**Task objective**
Search the entries for the word "spender" and return every line where it is found.

Records for this task below:

//! Off-chain permit signatures for Polygon zkEVM bridge deposits.
//!
//! A [`PermitRequest`] describes an allowance an owner grants to a spender
//! (usually the bridge). [`PermitBuilder`] encodes it as EIP-712 typed data,
//! asks a [`PermitSigner`] to sign the digest and returns a
//! [`PermitSignature`] carrying `v`, `r`, `s` plus the exact payload that was
//! signed, so the caller can re-verify before submitting it.
//!
//! The builder holds no state between calls: the owner's nonce must be
//! fetched by the caller.

pub mod builder;
pub mod calldata;
pub mod error;
pub mod request;
pub mod signature;
pub mod signer;
pub mod typed_data;

pub use builder::{build_permit, PermitBuilder};
pub use error::{PermitError, SignerError};
pub use request::{PermitKind, PermitRequest};
pub use signature::PermitSignature;
pub use signer::PermitSigner;
pub use typed_data::SigningPayload;
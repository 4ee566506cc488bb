//! Typed registry of the zkEVM contract build artifacts.
//!
//! Artifacts are Hardhat-style JSON files (`<ContractName>.json`) holding the
//! ABI and deployment bytecode of a compiled contract. They are loaded once
//! and then looked up by name; unknown or missing names are reported as
//! [`ArtifactError::NotFound`].

mod name;

pub use name::ContractName;

use alloy_json_abi::JsonAbi;
use alloy_primitives::Bytes;
use serde::{Deserialize, Serialize};
use std::{
    collections::BTreeMap,
    path::{Path, PathBuf},
};
use thiserror::Error;
use tracing::debug;

#[derive(Error, Debug)]
pub enum ArtifactError {
    /// No artifact is registered under the requested name
    #[error("artifact not found: {0}")]
    NotFound(String),

    /// Error reading an artifact file
    #[error("failed to read {path}: {source}")]
    Io {
        path: PathBuf,
        source: std::io::Error,
    },

    /// The artifact file is not valid artifact JSON
    #[error("failed to parse {path}: {source}")]
    Parse {
        path: PathBuf,
        source: serde_json::Error,
    },
}

/// Compiled contract: interface description plus deployment code.
#[derive(Debug, Clone, PartialEq, Serialize, Deserialize)]
#[serde(rename_all = "camelCase")]
pub struct ContractArtifact {
    pub contract_name: String,
    #[serde(default)]
    pub source_name: Option<String>,
    pub abi: JsonAbi,
    pub bytecode: Bytes,
    #[serde(default)]
    pub deployed_bytecode: Option<Bytes>,
}

impl ContractArtifact {
    /// Parse an artifact from its JSON text.
    pub fn from_json(json: &str) -> Result<Self, serde_json::Error> {
        serde_json::from_str(json)
    }

    /// Read and parse an artifact file.
    pub fn from_file(path: impl AsRef<Path>) -> Result<Self, ArtifactError> {
        let path = path.as_ref();
        let contents = std::fs::read_to_string(path).map_err(|source| ArtifactError::Io {
            path: path.to_path_buf(),
            source,
        })?;

        Self::from_json(&contents).map_err(|source| ArtifactError::Parse {
            path: path.to_path_buf(),
            source,
        })
    }

    /// Whether the artifact is an interface or abstract contract.
    pub fn is_deployable(&self) -> bool {
        !self.bytecode.is_empty()
    }
}

/// Artifacts keyed by contract name.
#[derive(Debug, Clone, Default)]
pub struct ArtifactRegistry {
    artifacts: BTreeMap<ContractName, ContractArtifact>,
}

impl ArtifactRegistry {
    pub const fn new() -> Self {
        Self {
            artifacts: BTreeMap::new(),
        }
    }

    /// Load `<Name>.json` from `dir` for every known contract.
    ///
    /// Contracts without a file are skipped. A file that exists but cannot be
    /// read or parsed is an error.
    pub fn from_dir(dir: impl AsRef<Path>) -> Result<Self, ArtifactError> {
        let dir = dir.as_ref();
        let mut registry = Self::new();

        for name in ContractName::ALL {
            let path = dir.join(format!("{name}.json"));
            if !path.is_file() {
                debug!("Skipping missing artifact: {}", path.display());
                continue;
            }

            let artifact = ContractArtifact::from_file(&path)?;
            debug!(
                contract = %name,
                functions = artifact.abi.functions.len(),
                bytecode_len = artifact.bytecode.len(),
                "Loaded artifact"
            );
            registry.insert(name, artifact);
        }

        Ok(registry)
    }

    /// Register or replace an artifact.
    pub fn insert(&mut self, name: ContractName, artifact: ContractArtifact) {
        self.artifacts.insert(name, artifact);
    }

    /// Look up an artifact by its exported name.
    pub fn get(&self, name: &str) -> Result<&ContractArtifact, ArtifactError> {
        name.parse::<ContractName>()
            .ok()
            .and_then(|contract| self.artifacts.get(&contract))
            .ok_or_else(|| ArtifactError::NotFound(name.to_string()))
    }

    /// Typed lookup.
    pub fn artifact(&self, name: ContractName) -> Option<&ContractArtifact> {
        self.artifacts.get(&name)
    }

    /// Names of the registered artifacts.
    pub fn names(&self) -> impl Iterator<Item = ContractName> + '_ {
        self.artifacts.keys().copied()
    }

    pub fn len(&self) -> usize {
        self.artifacts.len()
    }

    pub fn is_empty(&self) -> bool {
        self.artifacts.is_empty()
    }
}
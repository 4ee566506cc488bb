mod remote_signer;
pub mod token;

use alloy_provider::{Provider, ProviderBuilder};
use alloy_signer_local::PrivateKeySigner;
pub use remote_signer::RemoteSigner;
use thiserror::Error;

#[derive(Error, Debug)]
pub enum ClientError {
    /// Error parsing or validating URLs
    #[error("Invalid RPC URL: {0}")]
    InvalidUrl(String),

    /// Error calling the RPC endpoint
    #[error("Connection error: {0}")]
    Connection(String),

    /// Error with private key
    #[error("Invalid private key: {0}")]
    InvalidPrivateKey(String),
}

/// Convenience function to create an ethereum rpc provider from url.
pub async fn create_provider(rpc_url: &str) -> Result<impl Provider + Clone, ClientError> {
    let url = rpc_url
        .parse()
        .map_err(|e| ClientError::InvalidUrl(format!("{}", e)))?;
    let provider = ProviderBuilder::new().connect_http(url);

    Ok(provider)
}

/// Parse a local signing key (hex, with or without 0x prefix).
pub fn local_signer(private_key: &str) -> Result<PrivateKeySigner, ClientError> {
    private_key
        .parse()
        .map_err(|e| ClientError::InvalidPrivateKey(format!("{}", e)))
}
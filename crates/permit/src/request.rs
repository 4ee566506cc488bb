use crate::error::PermitError;
use alloy_primitives::{Address, U256};
use serde::{Deserialize, Serialize};

/// Permit flavour implemented by the token contract.
#[derive(Debug, Default, Clone, Copy, PartialEq, Eq, Hash, Serialize, Deserialize)]
#[serde(rename_all = "lowercase")]
pub enum PermitKind {
    /// EIP-2612: `Permit(owner, spender, value, nonce, deadline)`.
    #[default]
    Eip2612,
    /// DAI: `Permit(holder, spender, nonce, expiry, allowed)`.
    ///
    /// The allowance is all-or-nothing, so `value` must be `0` or `U256::MAX`.
    Dai,
    /// UNI: EIP-2612 message, but the domain carries no `version`.
    Uni,
}

impl PermitKind {
    /// Whether the EIP-712 domain of this flavour includes `version`.
    pub const fn has_version(self) -> bool {
        !matches!(self, Self::Uni)
    }
}

/// Everything needed to sign a permit for one owner/spender pair.
#[derive(Debug, Clone, PartialEq, Eq, Serialize, Deserialize)]
#[serde(rename_all = "camelCase")]
pub struct PermitRequest {
    /// Permit token contract (the domain's `verifyingContract`)
    pub token_address: Address,
    /// Chain the permit is redeemable on
    pub chain_id: u64,
    /// Token holder granting the allowance
    pub owner: Address,
    /// Account allowed to spend
    pub spender: Address,
    /// Allowance amount
    pub value: U256,
    /// Owner's current on-chain permit nonce
    pub nonce: U256,
    /// Expiry timestamp in seconds
    pub deadline: U256,
    /// Domain `name`
    pub token_name: String,
    /// Domain `version`
    pub token_version: String,
    #[serde(default)]
    pub kind: PermitKind,
}

impl PermitRequest {
    /// Check construction-time preconditions.
    ///
    /// Past deadlines are accepted; freshness is enforced by the token at redemption.
    pub fn validate(&self) -> Result<(), PermitError> {
        if self.token_address.is_zero() {
            return Err(PermitError::invalid("token address is the zero address"));
        }
        if self.owner.is_zero() {
            return Err(PermitError::invalid("owner is the zero address"));
        }
        if self.spender.is_zero() {
            return Err(PermitError::invalid("spender is the zero address"));
        }
        if self.chain_id == 0 {
            return Err(PermitError::invalid("chain id must be non-zero"));
        }
        if self.token_name.is_empty() {
            return Err(PermitError::invalid("token name is empty"));
        }
        if self.kind.has_version() && self.token_version.is_empty() {
            return Err(PermitError::invalid("token version is empty"));
        }
        if self.kind == PermitKind::Dai && !self.value.is_zero() && self.value != U256::MAX {
            return Err(PermitError::invalid(format!(
                "dai permits only allow 0 or max value, got {}",
                self.value
            )));
        }

        Ok(())
    }
}

#[cfg(test)]
pub(crate) mod test_utils {
    use super::*;
    use alloy_primitives::address;

    pub fn wrapped_token_request(owner: Address) -> PermitRequest {
        PermitRequest {
            token_address: address!("0xaaaaaaaaaaaaaaaaaaaaaaaaaaaaaaaaaaaaaaaa"),
            chain_id: 1101,
            owner,
            spender: address!("0x2222222222222222222222222222222222222222"),
            value: U256::from(1_000_000_000_000_000_000u128),
            nonce: U256::ZERO,
            deadline: U256::from(9_999_999_999u64),
            token_name: "TokenWrapped".to_string(),
            token_version: "1".to_string(),
            kind: PermitKind::Eip2612,
        }
    }
}
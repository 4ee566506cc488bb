//! Permit construction: validate, encode, sign, self-check.

use crate::{
    error::{PermitError, SignerError},
    request::PermitRequest,
    signature::PermitSignature,
    signer::PermitSigner,
    typed_data::SigningPayload,
};
use alloy_primitives::{uint, Signature, U256};
use std::future::Future;
use tracing::{debug, warn};

/// Builds permit signatures.
///
/// By default every signature is recovered against the digest before it is
/// returned and must resolve to `request.owner`.
#[derive(Debug, Clone, Copy)]
pub struct PermitBuilder {
    self_check: bool,
}

impl Default for PermitBuilder {
    fn default() -> Self {
        Self::new()
    }
}

impl PermitBuilder {
    pub const fn new() -> Self {
        Self { self_check: true }
    }

    /// Enable or disable the recovery check after signing.
    pub const fn self_check(mut self, enabled: bool) -> Self {
        self.self_check = enabled;
        self
    }

    /// Sign `request` with `signer`.
    pub async fn build<S>(
        &self,
        request: &PermitRequest,
        signer: &S,
    ) -> Result<PermitSignature, PermitError>
    where
        S: PermitSigner + ?Sized,
    {
        let payload = self.prepare(request)?;
        let raw = signer.sign_permit(&payload).await?;

        self.finish(request, raw, payload)
    }

    /// Like [`Self::build`], but gives up as soon as `cancel` resolves.
    ///
    /// The pending signing future is dropped on cancellation and the call
    /// fails with [`SignerError::Cancelled`].
    pub async fn build_until<S, C>(
        &self,
        request: &PermitRequest,
        signer: &S,
        cancel: C,
    ) -> Result<PermitSignature, PermitError>
    where
        S: PermitSigner + ?Sized,
        C: Future<Output = ()>,
    {
        let payload = self.prepare(request)?;

        let raw = tokio::select! {
            result = signer.sign_permit(&payload) => result?,
            () = cancel => {
                debug!(owner = %request.owner, "Permit signing cancelled");
                return Err(SignerError::Cancelled.into());
            }
        };

        self.finish(request, raw, payload)
    }

    fn prepare(&self, request: &PermitRequest) -> Result<SigningPayload, PermitError> {
        request.validate()?;

        let payload = SigningPayload::new(request);
        debug!(
            token = %request.token_address,
            chain_id = request.chain_id,
            owner = %request.owner,
            spender = %request.spender,
            kind = ?request.kind,
            digest = %payload.digest,
            "Signing permit"
        );

        Ok(payload)
    }

    fn finish(
        &self,
        request: &PermitRequest,
        raw: Signature,
        payload: SigningPayload,
    ) -> Result<PermitSignature, PermitError> {
        let signature = normalize(raw)?;
        let permit = PermitSignature::new(signature, payload);

        if self.self_check {
            let recovered = permit.recover().ok_or_else(|| {
                SignerError::Malformed("signature does not recover to any address".to_string())
            })?;

            if recovered != request.owner {
                warn!(
                    expected = %request.owner,
                    recovered = %recovered,
                    digest = %permit.digest,
                    "Permit signature recovers to the wrong address"
                );
                return Err(PermitError::VerificationMismatch {
                    expected: request.owner,
                    recovered,
                });
            }
        }

        Ok(permit)
    }
}

/// Build a permit with the default (self-checking) builder.
pub async fn build_permit<S>(
    request: &PermitRequest,
    signer: &S,
) -> Result<PermitSignature, PermitError>
where
    S: PermitSigner + ?Sized,
{
    PermitBuilder::new().build(request, signer).await
}

/// Order of the secp256k1 group.
const SECP256K1_ORDER: U256 =
    uint!(0xfffffffffffffffffffffffffffffffebaaedce6af48a03bbfd25e8cd0364141_U256);

/// Reject degenerate signatures and move `s` into the lower half order (EIP-2).
///
/// `r` and `s` must lie in `[1, n)`.
fn normalize(signature: Signature) -> Result<Signature, SignerError> {
    if signature.r().is_zero() || signature.s().is_zero() {
        return Err(SignerError::Malformed("zero r or s".to_string()));
    }
    if signature.r() >= SECP256K1_ORDER || signature.s() >= SECP256K1_ORDER {
        return Err(SignerError::Malformed(
            "r or s outside the curve order".to_string(),
        ));
    }

    Ok(signature.normalize_s().unwrap_or(signature))
}
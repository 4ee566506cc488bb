//! Remote permit signer that delegates signing to a signer-proxy service.
//!
//! The remote signer sends `eth_signTypedData_v4` JSON-RPC requests to a proxy service,
//! which handles the actual signing (typically via an HSM or secure enclave).

use alloy_primitives::{Address, Bytes, Signature};
use permit::{PermitSigner, SignerError, SigningPayload};
use serde::{Deserialize, Serialize};
use serde_json::Value;
use tracing::debug;

/// A remote signer that delegates permit signing to a signer-proxy service.
///
/// The proxy receives the full EIP-712 document rather than the bare digest, so
/// it can display or policy-check what it is asked to sign.
///
/// # Example
///
/// ```ignore
/// let signer = RemoteSigner::new("http://localhost:9060", owner);
/// let permit = permit::build_permit(&request, &signer).await?;
/// ```
#[derive(Debug, Clone)]
pub struct RemoteSigner {
    client: reqwest::Client,
    proxy_url: String,
    address: Address,
}

impl RemoteSigner {
    /// Creates a new remote signer.
    ///
    /// # Arguments
    /// * `proxy_url` - The URL of the signer-proxy service (e.g., "http://localhost:9060")
    /// * `address` - The Ethereum address of the signer
    pub fn new(proxy_url: impl Into<String>, address: Address) -> Self {
        Self::with_client(reqwest::Client::new(), proxy_url, address)
    }

    /// Creates a new remote signer with a custom HTTP client.
    pub fn with_client(
        client: reqwest::Client,
        proxy_url: impl Into<String>,
        address: Address,
    ) -> Self {
        Self {
            client,
            proxy_url: proxy_url.into(),
            address,
        }
    }

    /// Returns the signer's address.
    pub const fn address(&self) -> Address {
        self.address
    }

    /// Signs an EIP-712 document via the remote signer-proxy.
    pub async fn sign_typed_data(&self, typed_data: &Value) -> Result<Signature, SignerError> {
        let request = JsonRpcRequest {
            jsonrpc: "2.0",
            method: "eth_signTypedData_v4",
            params: (self.address, typed_data),
            id: 1,
        };

        debug!(proxy = %self.proxy_url, address = %self.address, "Requesting remote signature");

        let response = self
            .client
            .post(&self.proxy_url)
            .json(&request)
            .send()
            .await
            .map_err(|e| SignerError::Transport(e.to_string()))?;

        if !response.status().is_success() {
            let status = response.status();
            let body = response
                .text()
                .await
                .unwrap_or_else(|_| "unknown".to_string());
            return Err(SignerError::Transport(format!(
                "signer-proxy returned {status}: {body}"
            )));
        }

        let rpc_response: JsonRpcResponse<String> = response
            .json()
            .await
            .map_err(|e| SignerError::Malformed(e.to_string()))?;

        parse_response(rpc_response)
    }
}

impl PermitSigner for RemoteSigner {
    fn address(&self) -> Address {
        self.address
    }

    async fn sign_permit(&self, payload: &SigningPayload) -> Result<Signature, SignerError> {
        self.sign_typed_data(&payload.typed_data).await
    }
}

fn parse_response(response: JsonRpcResponse<String>) -> Result<Signature, SignerError> {
    match response.result {
        Some(result) => {
            let bytes: Bytes = result
                .parse()
                .map_err(|e| SignerError::Malformed(format!("{e}")))?;
            Signature::from_raw(&bytes).map_err(|e| SignerError::Malformed(e.to_string()))
        }
        None => {
            let error = response.error.unwrap_or(JsonRpcError {
                code: -1,
                message: "unknown error".to_string(),
            });
            Err(SignerError::Rejected(format!(
                "JSON-RPC error {}: {}",
                error.code, error.message
            )))
        }
    }
}

#[derive(Debug, Serialize)]
struct JsonRpcRequest<T> {
    jsonrpc: &'static str,
    method: &'static str,
    params: T,
    id: u32,
}

#[derive(Debug, Deserialize)]
struct JsonRpcResponse<T> {
    result: Option<T>,
    error: Option<JsonRpcError>,
}

#[derive(Debug, Deserialize)]
struct JsonRpcError {
    code: i32,
    message: String,
}

#[cfg(test)]
mod tests {
    use super::*;
    use alloy_primitives::{address, U256};
    use serde_json::json;
    use tokio::{
        io::{AsyncReadExt, AsyncWriteExt},
        net::TcpListener,
    };

    const ADDRESS: Address = address!("5CFFA347b0aE99cc01E5c01714cA5658e54a23D1");

    #[test]
    fn test_request_shape() {
        let typed_data = json!({ "primaryType": "Permit" });
        let request = JsonRpcRequest {
            jsonrpc: "2.0",
            method: "eth_signTypedData_v4",
            params: (ADDRESS, &typed_data),
            id: 1,
        };

        let value = serde_json::to_value(&request).unwrap();
        assert_eq!(value["method"], "eth_signTypedData_v4");
        assert_eq!(
            value["params"][0]
                .as_str()
                .map(str::to_lowercase)
                .as_deref(),
            Some("0x5cffa347b0ae99cc01e5c01714ca5658e54a23d1")
        );
        assert_eq!(value["params"][1]["primaryType"], "Permit");
    }

    #[test]
    fn test_parse_signature() {
        let mut raw = [0u8; 65];
        raw[31] = 7;
        raw[63] = 9;
        raw[64] = 28;
        let response: JsonRpcResponse<String> = serde_json::from_value(json!({
            "jsonrpc": "2.0",
            "id": 1,
            "result": Bytes::copy_from_slice(&raw).to_string(),
        }))
        .unwrap();

        let signature = parse_response(response).unwrap();
        assert_eq!(signature.r(), U256::from(7));
        assert_eq!(signature.s(), U256::from(9));
        assert!(signature.v());
    }

    #[test]
    fn test_parse_short_signature() {
        let response: JsonRpcResponse<String> = serde_json::from_value(json!({
            "result": "0x1234",
        }))
        .unwrap();

        assert!(matches!(
            parse_response(response),
            Err(SignerError::Malformed(_))
        ));
    }

    #[test]
    fn test_parse_rpc_error() {
        let response: JsonRpcResponse<String> = serde_json::from_value(json!({
            "error": { "code": -32000, "message": "policy denied" },
        }))
        .unwrap();

        let err = parse_response(response).unwrap_err();
        assert_eq!(
            err,
            SignerError::Rejected("JSON-RPC error -32000: policy denied".to_string())
        );
    }

    /// Serve a single HTTP exchange with a canned response, return the proxy url.
    async fn serve_once(status: &'static str, body: &str) -> String {
        let body = body.to_string();
        let listener = TcpListener::bind("127.0.0.1:0").await.unwrap();
        let url = format!("http://{}", listener.local_addr().unwrap());

        tokio::spawn(async move {
            let (mut stream, _) = listener.accept().await.unwrap();

            // Read the request head and its body before answering
            let mut request = Vec::new();
            let mut buf = [0u8; 4096];
            loop {
                let n = stream.read(&mut buf).await.unwrap();
                if n == 0 {
                    break;
                }
                request.extend_from_slice(&buf[..n]);
                if request_complete(&request) {
                    break;
                }
            }

            let response = format!(
                "HTTP/1.1 {status}\r\nContent-Type: application/json\r\nContent-Length: {}\r\nConnection: close\r\n\r\n{body}",
                body.len()
            );
            stream.write_all(response.as_bytes()).await.unwrap();
            stream.shutdown().await.unwrap();
        });

        url
    }

    fn request_complete(request: &[u8]) -> bool {
        let Some(head_end) = request.windows(4).position(|w| w == b"\r\n\r\n") else {
            return false;
        };
        let head = String::from_utf8_lossy(&request[..head_end]).to_lowercase();
        let content_length = head
            .lines()
            .find_map(|line| line.strip_prefix("content-length:"))
            .and_then(|value| value.trim().parse::<usize>().ok())
            .unwrap_or(0);

        request.len() >= head_end + 4 + content_length
    }

    #[tokio::test]
    async fn test_proxy_error_status() {
        let url = serve_once("503 Service Unavailable", "hsm offline").await;
        let signer = RemoteSigner::new(url, ADDRESS);

        let err = signer.sign_typed_data(&json!({})).await.unwrap_err();
        match err {
            SignerError::Transport(message) => {
                assert!(message.contains("503"));
                assert!(message.contains("hsm offline"));
            }
            other => panic!("expected transport error, got {other:?}"),
        }
    }

    #[tokio::test]
    async fn test_proxy_invalid_body() {
        let url = serve_once("200 OK", "not json").await;
        let signer = RemoteSigner::new(url, ADDRESS);

        let err = signer.sign_typed_data(&json!({})).await.unwrap_err();
        assert!(matches!(err, SignerError::Malformed(_)));
    }

    #[tokio::test]
    async fn test_proxy_signature() {
        let mut raw = [0u8; 65];
        raw[31] = 1;
        raw[63] = 2;
        raw[64] = 27;
        let body = format!(
            r#"{{"jsonrpc":"2.0","id":1,"result":"{}"}}"#,
            Bytes::copy_from_slice(&raw)
        );
        let url = serve_once("200 OK", &body).await;
        let signer = RemoteSigner::new(url, ADDRESS);

        let signature = signer.sign_typed_data(&json!({})).await.unwrap();
        assert_eq!(signature.r(), U256::from(1));
        assert_eq!(signature.s(), U256::from(2));
        assert!(!signature.v());
    }

    #[tokio::test]
    async fn test_unreachable_proxy() {
        let signer = RemoteSigner::new("http://127.0.0.1:1", ADDRESS);
        let err = signer.sign_typed_data(&json!({})).await.unwrap_err();
        assert!(matches!(err, SignerError::Transport(_)));
    }
}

End of Records for this task.

**Output for this exercise**
//! A [`PermitRequest`] describes an allowance an owner grants to a spender
    /// EIP-2612: `Permit(owner, spender, value, nonce, deadline)`.
    /// DAI: `Permit(holder, spender, nonce, expiry, allowed)`.
/// Everything needed to sign a permit for one owner/spender pair.
    pub spender: Address,
        if self.spender.is_zero() {
            return Err(PermitError::invalid("spender is the zero address"));
            spender: address!("0x2222222222222222222222222222222222222222"),
            spender = %request.spender,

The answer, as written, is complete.